* YOUR ASSIGNMENT:
Please start at the first line of the records beneath and quote each line exactly, ending with the line containing "use crate::config::loader::ConfigError;".

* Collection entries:
====
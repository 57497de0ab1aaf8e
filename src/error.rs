//! Error taxonomy for the proxy engine.
//!
//! Errors are scoped to one connection or transaction and surface as
//! [`ProxyEvent::Error`](crate::events::ProxyEvent::Error); they never cross
//! transaction boundaries.

use std::io;

use crate::config::loader::ConfigError;

/// Which side of the proxy a transport fault happened on.
#[derive(Debug, Clone, Copy, PartialEq, Eq)]
pub enum Side {
    /// Client-facing connection.
    Inbound,
    /// Origin-facing connection.
    Outbound,
}

impl std::fmt::Display for Side {
    fn fmt(&self, f: &mut std::fmt::Formatter<'_>) -> std::fmt::Result {
        match self {
            Side::Inbound => f.write_str("inbound"),
            Side::Outbound => f.write_str("outbound"),
        }
    }
}

/// Direction a transform was running in when it failed.
#[derive(Debug, Clone, Copy, PartialEq, Eq)]
pub enum Direction {
    Request,
    Response,
}

impl std::fmt::Display for Direction {
    fn fmt(&self, f: &mut std::fmt::Formatter<'_>) -> std::fmt::Result {
        match self {
            Direction::Request => f.write_str("request"),
            Direction::Response => f.write_str("response"),
        }
    }
}

/// Error raised by a caller-supplied transform.
#[derive(Debug, thiserror::Error)]
#[error("{message}")]
pub struct TransformError {
    message: String,
    #[source]
    source: Option<Box<dyn std::error::Error + Send + Sync>>,
}

impl TransformError {
    pub fn new(message: impl Into<String>) -> Self {
        Self {
            message: message.into(),
            source: None,
        }
    }

    pub fn with_source(
        message: impl Into<String>,
        source: impl std::error::Error + Send + Sync + 'static,
    ) -> Self {
        Self {
            message: message.into(),
            source: Some(Box::new(source)),
        }
    }
}

/// Top-level error type for the proxy engine.
#[derive(Debug, thiserror::Error)]
pub enum ProxyError {
    /// Transport reset, refused, timed out or closed mid-message.
    #[error("{side} connection error: {source}")]
    Connection {
        side: Side,
        #[source]
        source: io::Error,
    },

    /// Client- or server-facing TLS handshake failed.
    #[error("{side} TLS handshake failed: {source}")]
    TlsHandshake {
        side: Side,
        #[source]
        source: io::Error,
    },

    /// A caller transform failed while processing one direction.
    #[error("{direction} transform failed: {source}")]
    Transform {
        direction: Direction,
        #[source]
        source: TransformError,
    },

    /// Malformed HTTP message head or unresolvable destination.
    #[error("protocol error: {0}")]
    Protocol(String),

    /// Invalid TLS identity or configuration.
    #[error("TLS configuration error: {0}")]
    Tls(String),

    /// A caller option hook failed.
    #[error("hook failed: {0}")]
    Hook(String),

    #[error(transparent)]
    Config(#[from] ConfigError),

    /// The proxy was closed and accepts no new listeners.
    #[error("proxy is closed")]
    Closed,
}

impl ProxyError {
    pub fn inbound(source: io::Error) -> Self {
        ProxyError::Connection {
            side: Side::Inbound,
            source,
        }
    }

    pub fn outbound(source: io::Error) -> Self {
        ProxyError::Connection {
            side: Side::Outbound,
            source,
        }
    }

    pub fn connection(side: Side, source: io::Error) -> Self {
        ProxyError::Connection { side, source }
    }

    /// The connection side this error is attributable to, if any.
    pub fn side(&self) -> Option<Side> {
        match self {
            ProxyError::Connection { side, .. } | ProxyError::TlsHandshake { side, .. } => {
                Some(*side)
            }
            _ => None,
        }
    }

    /// Short label used for metrics and log fields.
    pub fn kind(&self) -> &'static str {
        match self {
            ProxyError::Connection { .. } => "connection",
            ProxyError::TlsHandshake { .. } => "tls_handshake",
            ProxyError::Transform { .. } => "transform",
            ProxyError::Protocol(_) => "protocol",
            ProxyError::Tls(_) => "tls",
            ProxyError::Hook(_) => "hook",
            ProxyError::Config(_) => "config",
            ProxyError::Closed => "closed",
        }
    }
}

pub type Result<T, E = ProxyError> = std::result::Result<T, E>;

#[cfg(test)]
mod tests {
    use super::*;

    #[test]
    fn connection_error_reports_side() {
        let err = ProxyError::outbound(io::Error::new(io::ErrorKind::ConnectionRefused, "refused"));
        assert_eq!(err.side(), Some(Side::Outbound));
        assert_eq!(err.kind(), "connection");
        assert_eq!(err.to_string(), "outbound connection error: refused");
    }

    #[test]
    fn transform_error_display() {
        let err = ProxyError::Transform {
            direction: Direction::Response,
            source: TransformError::new("bad chunk"),
        };
        assert_eq!(err.side(), None);
        assert_eq!(err.to_string(), "response transform failed: bad chunk");
    }
}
====
* RESPONSE FOR THIS EXERCISE:
repository 57497de0ab1aaf8e
filename src/error.rs
//! Error taxonomy for the proxy engine.
//!
//! Errors are scoped to one connection or transaction and surface as
//! [`ProxyEvent::Error`](crate::events::ProxyEvent::Error); they never cross
//! transaction boundaries.

use std::io;

use crate::config::loader::ConfigError;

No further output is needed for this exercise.